use axum::{
    Router,
    extract::{FromRef, Request},
    http::HeaderName,
    middleware::{self, Next},
    response::Response,
};
use utoipa::OpenApi;
use utoipa_swagger_ui::SwaggerUi;

use tower::ServiceBuilder;
use tower_http::{
    cors::{Any, CorsLayer},
    request_id::{MakeRequestUuid, PropagateRequestIdLayer, SetRequestIdLayer},
    trace::{DefaultOnResponse, TraceLayer},
};
use tracing::{Level, Span};

// --- Module Structure ---

// RBAC routing core: guard, route table, navigation.
pub mod access;
pub mod nav;

// Core application services and components.
pub mod auth;
pub mod config;
pub mod handlers;
pub mod models;
pub mod repository;
pub mod session;

// Routing segregation (public, authenticated, reports, admin, pages).
pub mod routes;
use auth::AuthUser;
use routes::{admin, authenticated, pages, public, reports};

// --- Public Re-exports ---

pub use access::{Decision, RouteTable, SessionSnapshot};
pub use config::AppConfig;
pub use repository::{PostgresRepository, RepositoryState};
pub use session::{InMemorySessionStore, SessionState};

/// ApiDoc
///
/// Aggregates the OpenAPI documentation for every handler decorated with
/// `#[utoipa::path]`. Served as JSON at `/api-docs/openapi.json` and
/// rendered at `/swagger-ui`.
#[derive(OpenApi)]
#[openapi(
    paths(
        handlers::login, handlers::register, handlers::logout, handlers::me,
        handlers::navigation,
        handlers::get_departments, handlers::get_doctors_schedule,
        handlers::get_doctors_by_department,
        handlers::get_available_slots, handlers::create_appointment,
        handlers::get_patient_profile, handlers::update_patient_profile,
        handlers::get_my_appointments, handlers::cancel_appointment,
        handlers::get_doctor_profile,
        handlers::get_doctor_worklist, handlers::record_visit,
        handlers::get_report_types, handlers::get_report_doctors,
        handlers::generate_report, handlers::get_report_history,
        handlers::delete_report,
        handlers::get_admin_tables, handlers::get_admin_table,
    ),
    components(
        schemas(
            models::Role, models::Identity, models::LoginRequest, models::RegisterRequest,
            models::AuthResponse, models::Department, models::DoctorRef,
            models::ScheduleWindow, models::DoctorSchedule, models::AvailableSlots,
            models::CreateAppointmentRequest, models::AppointmentRecord,
            models::PatientProfile, models::UpdatePatientProfileRequest,
            models::DoctorProfile, models::DoctorAppointment, models::RecordVisitRequest,
            models::ReportType, models::GenerateReportRequest, models::ReportResult,
            models::ReportHistoryItem, models::TableDump,
            models::MessageResponse, models::ErrorResponse,
            nav::NavItem, access::Decision,
        )
    ),
    tags(
        (name = "clinic-portal", description = "Clinic appointment portal API")
    )
)]
struct ApiDoc;

/// AppState
///
/// The single, thread-safe container holding all application services,
/// shared across every request.
#[derive(Clone)]
pub struct AppState {
    /// Repository layer: database access behind `Arc<dyn Repository>`.
    pub repo: RepositoryState,
    /// Session layer: server-side sessions behind `Arc<dyn SessionStore>`.
    pub sessions: SessionState,
    /// The loaded, immutable configuration.
    pub config: AppConfig,
}

// FromRef implementations let extractors pull individual services out of
// the shared state without seeing the rest.

impl FromRef<AppState> for RepositoryState {
    fn from_ref(app_state: &AppState) -> RepositoryState {
        app_state.repo.clone()
    }
}

impl FromRef<AppState> for SessionState {
    fn from_ref(app_state: &AppState) -> SessionState {
        app_state.sessions.clone()
    }
}

impl FromRef<AppState> for AppConfig {
    fn from_ref(app_state: &AppState) -> AppConfig {
        app_state.config.clone()
    }
}

/// auth_middleware
///
/// Gate for the authenticated route module. Extracting `AuthUser` rejects
/// with 401 before the handler runs when no valid session is present.
async fn auth_middleware(_auth_user: AuthUser, request: Request, next: Next) -> Response {
    next.run(request).await
}

/// create_router
///
/// Assembles the full routing structure and applies global middleware.
///
/// # Panics
/// Panics when the route table contains duplicate paths or the navigation
/// table misses a role — configuration errors that must surface before
/// the listener binds, not at request time.
pub fn create_router(state: AppState) -> Router {
    // Startup validation: the page map and the menu table fail fast.
    let route_table = RouteTable::standard();
    if let Err(role) = nav::verify_totality() {
        panic!("navigation table has no entries for role {:?}", role);
    }

    let cors = CorsLayer::new()
        .allow_methods(Any)
        .allow_origin(Any)
        .allow_headers(Any);

    let x_request_id = HeaderName::from_static("x-request-id");

    let base_router = Router::new()
        // Documentation: auto-generated Swagger UI.
        .merge(SwaggerUi::new("/swagger-ui").url("/api-docs/openapi.json", ApiDoc::openapi()))
        // Guarded page routes, generated from the route table.
        .merge(pages::page_routes(&route_table))
        // Public API: auth gateway, schedule, nav, health.
        .merge(public::public_routes())
        // Authenticated API: rejected with 401 at the layer boundary.
        .merge(
            authenticated::authenticated_routes()
                .route_layer(middleware::from_fn_with_state(state.clone(), auth_middleware)),
        )
        // Role-restricted API: manager/admin checks inside the handlers.
        .nest("/api/reports", reports::report_routes())
        .nest("/api/admin", admin::admin_routes())
        .with_state(state);

    base_router
        .layer(
            ServiceBuilder::new()
                // Request correlation: a UUID per request, propagated back
                // to the client and into every log line.
                .layer(SetRequestIdLayer::new(x_request_id.clone(), MakeRequestUuid))
                .layer(
                    TraceLayer::new_for_http()
                        .make_span_with(trace_span_logger)
                        .on_response(
                            DefaultOnResponse::new()
                                .level(Level::INFO)
                                .latency_unit(tower_http::LatencyUnit::Millis),
                        ),
                )
                .layer(PropagateRequestIdLayer::new(x_request_id)),
        )
        .layer(cors)
}

/// trace_span_logger
///
/// Span factory for `TraceLayer`: binds the request id, method and URI so
/// every log line for one request is correlated.
fn trace_span_logger(request: &axum::http::Request<axum::body::Body>) -> Span {
    let request_id = request
        .headers()
        .get("x-request-id")
        .and_then(|value| value.to_str().ok())
        .unwrap_or("unknown");

    tracing::info_span!(
        "http_request",
        method = ?request.method(),
        uri = ?request.uri(),
        req_id = %request_id,
    )
}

━━━━━━━━━━━━━━━━

◆ **Your objective**:
Reproduce the data exactly, omitting nothing.

◆ **Exercise response**:
use axum::{
    Router,
    extract::{FromRef, Request},
    http::HeaderName,
    middleware::{self, Next},
    response::Response,
};
use utoipa::OpenApi;
use utoipa_swagger_ui::SwaggerUi;

use tower::ServiceBuilder;
use tower_http::{
    cors::{Any, CorsLayer},
    request_id::{MakeRequestUuid, PropagateRequestIdLayer, SetRequestIdLayer},
    trace::{DefaultOnResponse, TraceLayer},
};
use tracing::{Level, Span};

// --- Module Structure ---

// RBAC routing core: guard, route table, navigation.
pub mod access;
pub mod nav;

// Core application services and components.
pub mod auth;
pub mod config;
pub mod handlers;
pub mod models;
pub mod repository;
pub mod session;

// Routing segregation (public, authenticated, reports, admin, pages).
pub mod routes;
use auth::AuthUser;
use routes::{admin, authenticated, pages, public, reports};

// --- Public Re-exports ---

pub use access::{Decision, RouteTable, SessionSnapshot};
pub use config::AppConfig;
pub use repository::{PostgresRepository, RepositoryState};
pub use session::{InMemorySessionStore, SessionState};

/// ApiDoc
///
/// Aggregates the OpenAPI documentation for every handler decorated with
/// `#[utoipa::path]`. Served as JSON at `/api-docs/openapi.json` and
/// rendered at `/swagger-ui`.
#[derive(OpenApi)]
#[openapi(
    paths(
        handlers::login, handlers::register, handlers::logout, handlers::me,
        handlers::navigation,
        handlers::get_departments, handlers::get_doctors_schedule,
        handlers::get_doctors_by_department,
        handlers::get_available_slots, handlers::create_appointment,
        handlers::get_patient_profile, handlers::update_patient_profile,
        handlers::get_my_appointments, handlers::cancel_appointment,
        handlers::get_doctor_profile,
        handlers::get_doctor_worklist, handlers::record_visit,
        handlers::get_report_types, handlers::get_report_doctors,
        handlers::generate_report, handlers::get_report_history,
        handlers::delete_report,
        handlers::get_admin_tables, handlers::get_admin_table,
    ),
    components(
        schemas(
            models::Role, models::Identity, models::LoginRequest, models::RegisterRequest,
            models::AuthResponse, models::Department, models::DoctorRef,
            models::ScheduleWindow, models::DoctorSchedule, models::AvailableSlots,
            models::CreateAppointmentRequest, models::AppointmentRecord,
            models::PatientProfile, models::UpdatePatientProfileRequest,
            models::DoctorProfile, models::DoctorAppointment, models::RecordVisitRequest,
            models::ReportType, models::GenerateReportRequest, models::ReportResult,
            models::ReportHistoryItem, models::TableDump,
            models::MessageResponse, models::ErrorResponse,
            nav::NavItem, access::Decision,
        )
    ),
    tags(
        (name = "clinic-portal", description = "Clinic appointment portal API")
    )
)]
struct ApiDoc;

/// AppState
///
/// The single, thread-safe container holding all application services,
/// shared across every request.
#[derive(Clone)]
pub struct AppState {
    /// Repository layer: database access behind `Arc<dyn Repository>`.
    pub repo: RepositoryState,
    /// Session layer: server-side sessions behind `Arc<dyn SessionStore>`.
    pub sessions: SessionState,
    /// The loaded, immutable configuration.
    pub config: AppConfig,
}

// FromRef implementations let extractors pull individual services out of
// the shared state without seeing the rest.

impl FromRef<AppState> for RepositoryState {
    fn from_ref(app_state: &AppState) -> RepositoryState {
        app_state.repo.clone()
    }
}

impl FromRef<AppState> for SessionState {
    fn from_ref(app_state: &AppState) -> SessionState {
        app_state.sessions.clone()
    }
}

impl FromRef<AppState> for AppConfig {
    fn from_ref(app_state: &AppState) -> AppConfig {
        app_state.config.clone()
    }
}

/// auth_middleware
///
/// Gate for the authenticated route module. Extracting `AuthUser` rejects
/// with 401 before the handler runs when no valid session is present.
async fn auth_middleware(_auth_user: AuthUser, request: Request, next: Next) -> Response {
    next.run(request).await
}

/// create_router
///
/// Assembles the full routing structure and applies global middleware.
///
/// # Panics
/// Panics when the route table contains duplicate paths or the navigation
/// table misses a role — configuration errors that must surface before
/// the listener binds, not at request time.
pub fn create_router(state: AppState) -> Router {
    // Startup validation: the page map and the menu table fail fast.
    let route_table = RouteTable::standard();
    if let Err(role) = nav::verify_totality() {
        panic!("navigation table has no entries for role {:?}", role);
    }

    let cors = CorsLayer::new()
        .allow_methods(Any)
        .allow_origin(Any)
        .allow_headers(Any);

    let x_request_id = HeaderName::from_static("x-request-id");

    let base_router = Router::new()
        // Documentation: auto-generated Swagger UI.
        .merge(SwaggerUi::new("/swagger-ui").url("/api-docs/openapi.json", ApiDoc::openapi()))
        // Guarded page routes, generated from the route table.
        .merge(pages::page_routes(&route_table))
        // Public API: auth gateway, schedule, nav, health.
        .merge(public::public_routes())
        // Authenticated API: rejected with 401 at the layer boundary.
        .merge(
            authenticated::authenticated_routes()
                .route_layer(middleware::from_fn_with_state(state.clone(), auth_middleware)),
        )
        // Role-restricted API: manager/admin checks inside the handlers.
        .nest("/api/reports", reports::report_routes())
        .nest("/api/admin", admin::admin_routes())
        .with_state(state);

    base_router
        .layer(
            ServiceBuilder::new()
                // Request correlation: a UUID per request, propagated back
                // to the client and into every log line.
                .layer(SetRequestIdLayer::new(x_request_id.clone(), MakeRequestUuid))
                .layer(
                    TraceLayer::new_for_http()
                        .make_span_with(trace_span_logger)
                        .on_response(
                            DefaultOnResponse::new()
                                .level(Level::INFO)
                                .latency_unit(tower_http::LatencyUnit::Millis),
                        ),
                )
                .layer(PropagateRequestIdLayer::new(x_request_id)),
        )
        .layer(cors)
}

/// trace_span_logger
///
/// Span factory for `TraceLayer`: binds the request id, method and URI so
/// every log line for one request is correlated.
fn trace_span_logger(request: &axum::http::Request<axum::body::Body>) -> Span {
    let request_id = request
        .headers()
        .get("x-request-id")
        .and_then(|value| value.to_str().ok())
        .unwrap_or("unknown");

    tracing::info_span!(
        "http_request",
        method = ?request.method(),
        uri = ?request.uri(),
        req_id = %request_id,
    )
}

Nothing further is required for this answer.